Убийцы не рассчитали: могил не хватило. Последняя колонна в несколько тысяч человек была расстреляна прямо в степи. Солдаты и офицеры СД, рыская среди распростертых на мокрой земле тел, пистолетными выстрелами и штыками добивали раненых. Страшное поле смерти кропил дождь, уныло посыпал мокрый снег. Розовые ручейки воды, смешанные с человеческой кровью, сбегали вниз, на дорогу...

* * *

Свет настольной лампы падает на красивое утомленное лицо Настки Кудеши, на ее большие, темные глаза. Ее пальцы проворно бегают по клавиатуре пишущей машинки. Настка почти сутки не встает из-за стола. Мы с Луцем диктуем, она печатает. На столе растет стопка листов, заполненных машинописным текстом:

«...Массовыми убийствами, террором фашистские палачи надеются запугать наш народ, посеять среди нас неверие в свои силы. Но советские люди не склонили и не склонят головы. Красная Армия ведет упорные бои с оккупантами на фронтах, народные мстители поднимаются на беспощадную борьбу в тылу врага. Час расплаты придет. Проклятые захватчики еще почувствуют на собственной шкуре силу нашего оружия, испепеляющий огонь нашей ненависти...»

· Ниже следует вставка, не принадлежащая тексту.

use anyhow::Result;
use async_trait::async_trait;

use crate::models::*;

/// Keyed persistence with the secondary indexes the bank needs.
///
/// `put_*` is an upsert keyed by `id`. Reads return `None` / empty vectors
/// for absent rows; every `Err` is a storage failure that callers propagate.
#[async_trait]
pub trait EntityStore: Send + Sync {
    async fn list_subjects(&self) -> Result<Vec<Subject>>;
    async fn get_subject(&self, id: &str) -> Result<Option<Subject>>;
    async fn put_subject(&self, subject: &Subject) -> Result<()>;
    async fn delete_subject(&self, id: &str) -> Result<bool>;

    async fn list_all_topics(&self) -> Result<Vec<Topic>>;
    /// Topics of a subject, ordered by `order`.
    async fn list_topics(&self, subject_id: &str) -> Result<Vec<Topic>>;
    async fn get_topic(&self, id: &str) -> Result<Option<Topic>>;
    async fn put_topic(&self, topic: &Topic) -> Result<()>;
    async fn delete_topic(&self, id: &str) -> Result<bool>;

    async fn list_all_questions(&self) -> Result<Vec<Question>>;
    async fn list_questions(&self, subject_id: &str) -> Result<Vec<Question>>;
    async fn find_questions_by_hash(&self, subject_id: &str, content_hash: &str) -> Result<Vec<Question>>;
    async fn get_question(&self, id: &str) -> Result<Option<Question>>;
    async fn put_question(&self, question: &Question) -> Result<()>;
    async fn delete_question(&self, id: &str) -> Result<bool>;

    async fn list_pdf_anchors(&self) -> Result<Vec<PdfAnchor>>;
    async fn put_pdf_anchor(&self, anchor: &PdfAnchor) -> Result<()>;
    async fn delete_pdf_anchor(&self, id: &str) -> Result<bool>;

    async fn get_image(&self, id: &str) -> Result<Option<QuestionImageRecord>>;
    async fn get_image_by_filename(&self, filename: &str) -> Result<Option<QuestionImageRecord>>;
    async fn put_image(&self, image: &QuestionImageRecord) -> Result<()>;

    async fn get_session(&self, id: &str) -> Result<Option<PracticeSession>>;
    async fn put_session(&self, session: &PracticeSession) -> Result<()>;
}
use tracing::{error, info, warn};

/// Error taxonomy for bank operations.
///
/// Validation errors reject a whole operation before any write. Resolution
/// problems inside a contribution pack are normally collected per question
/// (see `merge_engine::MergeIssue`) and only surface here for direct calls.
#[derive(Debug, thiserror::Error)]
pub enum BankError {
    #[error("Validation error: {0}")]
    Validation(String),

    #[error("Resolution error: {0}")]
    Resolution(String),

    #[error("Resource not found: {0}")]
    NotFound(String),

    #[error("Resource already exists: {0}")]
    Duplicate(String),

    #[error("Storage error: {0}")]
    Storage(#[from] anyhow::Error),

    #[error("Internal error: {0}")]
    Internal(String),
}

pub type BankResult<T> = std::result::Result<T, BankError>;

impl From<sqlx::Error> for BankError {
    fn from(err: sqlx::Error) -> Self {
        BankError::Storage(anyhow::Error::from(err))
    }
}

impl From<tokio::task::JoinError> for BankError {
    fn from(err: tokio::task::JoinError) -> Self {
        BankError::Internal(format!("background task failed: {}", err))
    }
}

/// Error context for structured logging
#[derive(Debug)]
pub struct ErrorContext {
    pub operation: String,
    pub resource_id: Option<String>,
    pub resource_type: String,
}

impl ErrorContext {
    pub fn new(operation: &str, resource_type: &str) -> Self {
        Self {
            operation: operation.to_string(),
            resource_id: None,
            resource_type: resource_type.to_string(),
        }
    }

    pub fn with_id(mut self, id: &str) -> Self {
        self.resource_id = Some(id.to_string());
        self
    }
}

impl BankError {
    /// Short machine-friendly name, used as a log field and by the CLI.
    pub fn kind(&self) -> &'static str {
        match self {
            BankError::Validation(_) => "validation",
            BankError::Resolution(_) => "resolution",
            BankError::NotFound(_) => "not_found",
            BankError::Duplicate(_) => "duplicate",
            BankError::Storage(_) => "storage",
            BankError::Internal(_) => "internal",
        }
    }

    /// Emits the error at a level matching its severity and hands it back.
    pub fn log_with_context(self, context: ErrorContext) -> Self {
        match &self {
            BankError::NotFound(_) => {
                info!(
                    operation = %context.operation,
                    resource_type = %context.resource_type,
                    resource_id = ?context.resource_id,
                    error = %self,
                    "Resource not found"
                );
            }
            BankError::Validation(_) | BankError::Resolution(_) | BankError::Duplicate(_) => {
                warn!(
                    operation = %context.operation,
                    resource_type = %context.resource_type,
                    resource_id = ?context.resource_id,
                    error_kind = self.kind(),
                    error = %self,
                    "Operation rejected"
                );
            }
            BankError::Storage(_) | BankError::Internal(_) => {
                error!(
                    operation = %context.operation,
                    resource_type = %context.resource_type,
                    resource_id = ?context.resource_id,
                    error_kind = self.kind(),
                    error = %self,
                    "Operation failed"
                );
            }
        }
        self
    }
}

/// Maps raw storage failures onto the taxonomy by inspecting the message.
pub fn classify_storage_error(error: anyhow::Error) -> BankError {
    let error_str = error.to_string().to_lowercase();

    if error_str.contains("unique constraint") || error_str.contains("already exists") {
        BankError::Duplicate(error.to_string())
    } else if error_str.contains("no rows") {
        BankError::NotFound(error.to_string())
    } else {
        BankError::Storage(error)
    }
}
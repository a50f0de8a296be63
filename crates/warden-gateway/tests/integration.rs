//! Integration tests for the warden-gateway crate.
//!
//! Every test drives the public [`VaultGateway`] API the way a caller
//! would: open a session, then create/read/update/delete/rotate secrets,
//! checking both the structured outcome and what landed in the audit chain.

use std::sync::Arc;
use std::time::Duration;

use async_trait::async_trait;
use chrono::{DateTime, Utc};
use warden_access::{
    Caller, DecisionLevel, DenyReason, OperationCeilings, SessionFailure, ThreatLevel,
};
use warden_gateway::{
    BreakerSettings, GatewayError, SecretValue, StaticClassifier, VaultGateway, WardenConfig,
};
use warden_vault::audit::{AuditChain, AuditKind, AuditOutcome, Severity};
use warden_vault::keys::{KeyAuthority, KeyCache, KeyMaterial, LocalKeyAuthority};
use warden_vault::store::{SecretMetadata, SecretRecord, SecretStore};
use warden_vault::types::{Operation, SecretType};
use warden_vault::VaultError;

const CONFIG: &str = r#"
[roles.ops]
allowed_types = ["token"]
allowed_operations = ["read"]
max_per_minute = 10

[roles.lead]
allowed_types = ["credential", "pii", "token"]
allowed_operations = ["create", "read", "update", "delete", "rotate"]
max_level = "delete"
session_ttl_secs = 600

[roles.analyst]
allowed_types = ["credential", "pii"]
allowed_operations = ["read"]
max_level = "masked"

[assignments]
agent-7 = "ops"
lead-1 = "lead"
analyst-1 = "analyst"
"#;

fn authority() -> Arc<LocalKeyAuthority> {
    let authority = Arc::new(LocalKeyAuthority::new(&[42u8; 32]).unwrap());
    authority.register("kek-1");
    authority.register("kek-2");
    authority
}

fn config() -> WardenConfig {
    WardenConfig::from_toml(CONFIG).unwrap()
}

fn gateway() -> VaultGateway {
    VaultGateway::in_memory(config(), authority()).unwrap()
}

fn login(gw: &VaultGateway, principal: &str, binding: &str) -> Caller {
    let session = gw
        .open_session(principal, binding)
        .unwrap()
        .into_result()
        .unwrap();
    Caller::new(principal, "acme", binding).with_session(session.id)
}

async fn seed(gw: &VaultGateway, lead: &Caller, id: &str, secret_type: SecretType, payload: &[u8]) {
    let out = gw.create(lead, id, secret_type, payload, None).await.unwrap();
    assert!(out.is_ok(), "create {id} failed: {:?}", out.error());
}

// ═══════════════════════════════════════════════════════════════════════
//  Policy denials
// ═══════════════════════════════════════════════════════════════════════

#[tokio::test]
async fn ops_reading_a_credential_is_denied_with_exactly_one_event() {
    let gw = gateway();
    let lead = login(&gw, "lead-1", "cert-lead");
    seed(&gw, &lead, "db-pass", SecretType::Credential, b"s3cr3t").await;
    let ops = login(&gw, "agent-7", "cert-ops");

    let before = gw.audit().len().unwrap();
    let out = gw.read(&ops, "db-pass", DecisionLevel::Read, None).await.unwrap();

    assert!(matches!(
        out.error(),
        Some(GatewayError::PolicyDenied {
            reason: DenyReason::TypeNotPermitted
        })
    ));
    assert_eq!(gw.audit().len().unwrap(), before + 1);

    let last = gw.audit().tail(1).unwrap().remove(0);
    assert_eq!(last.kind, AuditKind::AccessDecision);
    assert_eq!(last.outcome, AuditOutcome::Denied);
    assert_eq!(last.detail.as_deref(), Some("type not permitted"));
    assert_eq!(last.hash, out.audit.hash);
}

#[tokio::test]
async fn principal_without_role_cannot_open_a_session() {
    let gw = gateway();
    let out = gw.open_session("stranger", "fp").unwrap();
    assert!(matches!(
        out.error(),
        Some(GatewayError::PolicyDenied {
            reason: DenyReason::NoRole
        })
    ));
    assert!(gw.sessions().is_empty());
}

#[tokio::test]
async fn existence_is_hidden_from_callers_without_standing() {
    let gw = gateway();
    let lead = login(&gw, "lead-1", "cert-lead");
    seed(&gw, &lead, "db-pass", SecretType::Credential, b"s3cr3t").await;

    // No role: existing and missing ids are refused the same way.
    let stranger = Caller::new("stranger", "acme", "fp");
    for id in ["db-pass", "ghost"] {
        let out = gw.read(&stranger, id, DecisionLevel::Read, None).await.unwrap();
        assert!(
            matches!(
                out.error(),
                Some(GatewayError::PolicyDenied {
                    reason: DenyReason::NoRole
                })
            ),
            "{id}: {:?}",
            out.error()
        );
        assert!(out.decision.is_none());
    }

    // Wrong tenant: a foreign record reads exactly like a missing one.
    let foreigner = Caller {
        tenant: "globex".into(),
        ..lead.clone()
    };
    for id in ["db-pass", "ghost"] {
        let out = gw.read(&foreigner, id, DecisionLevel::Read, None).await.unwrap();
        match out.error() {
            Some(GatewayError::SecretNotFound { id: reported }) => assert_eq!(reported, id),
            other => panic!("{id}: expected not found, got {other:?}"),
        }
        assert!(out.decision.is_none());
    }

    // The log still records what really happened.
    let concealed = gw
        .audit()
        .events_for("lead-1")
        .unwrap()
        .into_iter()
        .filter(|e| e.target.as_deref() == Some("db-pass") && e.outcome == AuditOutcome::Denied)
        .count();
    assert_eq!(concealed, 1);
    assert_eq!(gw.store().get("db-pass").unwrap().access_count, 0);
}

// ═══════════════════════════════════════════════════════════════════════
//  Read fidelity
// ═══════════════════════════════════════════════════════════════════════

#[tokio::test]
async fn lead_reads_plaintext_and_metadata_only_reveals_nothing() {
    let gw = gateway();
    let lead = login(&gw, "lead-1", "cert-lead");
    seed(&gw, &lead, "db-pass", SecretType::Credential, b"s3cr3t").await;

    let full = gw
        .read(&lead, "db-pass", DecisionLevel::Read, None)
        .await
        .unwrap()
        .into_result()
        .unwrap();
    assert_eq!(full.level, DecisionLevel::Read);
    assert_eq!(full.value.as_ref().and_then(SecretValue::plaintext), Some(&b"s3cr3t"[..]));
    assert_eq!(full.metadata.access_count, 1);

    let meta = gw
        .read(&lead, "db-pass", DecisionLevel::MetadataOnly, None)
        .await
        .unwrap()
        .into_result()
        .unwrap();
    assert_eq!(meta.level, DecisionLevel::MetadataOnly);
    assert!(meta.value.is_none());
    assert_eq!(meta.metadata.id, "db-pass");
    assert_eq!(meta.metadata.secret_type, SecretType::Credential);
}

#[tokio::test]
async fn analyst_gets_masked_and_tokenized_views() {
    let gw = gateway();
    let lead = login(&gw, "lead-1", "cert-lead");
    seed(&gw, &lead, "card", SecretType::Pii, b"4111111111111111").await;
    let analyst = login(&gw, "analyst-1", "cert-an");

    let masked = gw
        .read(&analyst, "card", DecisionLevel::Read, None)
        .await
        .unwrap()
        .into_result()
        .unwrap();
    assert_eq!(masked.level, DecisionLevel::Masked);
    assert_eq!(masked.value, Some(SecretValue::Masked("************1111".into())));

    let first = gw
        .read(&analyst, "card", DecisionLevel::Tokenized, None)
        .await
        .unwrap()
        .into_result()
        .unwrap();
    let second = gw
        .read(&analyst, "card", DecisionLevel::Tokenized, None)
        .await
        .unwrap()
        .into_result()
        .unwrap();
    match (&first.value, &second.value) {
        (Some(SecretValue::Token(a)), Some(SecretValue::Token(b))) => {
            assert!(a.starts_with("tok_"));
            assert_eq!(a, b);
        }
        other => panic!("expected tokens, got {other:?}"),
    }
}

Проходит час, другой, третий... Настка продолжает печатать:

«Товарищи ровенчане! Вспомним славную историю нашего края! На его просторах тысячи бойцов Красной Армии самоотверженно сражались за дело Ленина, за Советскую власть, за свободу и счастье народа. Будем же достойны героев! Не дадим гитлеровским бандитам хозяйничать в нашем родном доме. Готовьте оружие! [119]
Наносите фашистам урон на каждом шагу. Усиливайте отпор врагу! Уничтожайте вражескую технику, имущество, снаряжение!
Смерть фашистским оккупантам! Да здравствует Советская Украина!»

Утром, выйдя на улицу, ровенчане увидели на столбах и заборах небольшие листки, наклеенные поверх немецких приказов. Люди, оглядываясь, жадно прочитывали каждое слово, и на глазах у многих выступали слезы...

Это было осенью жестокого 1941 года.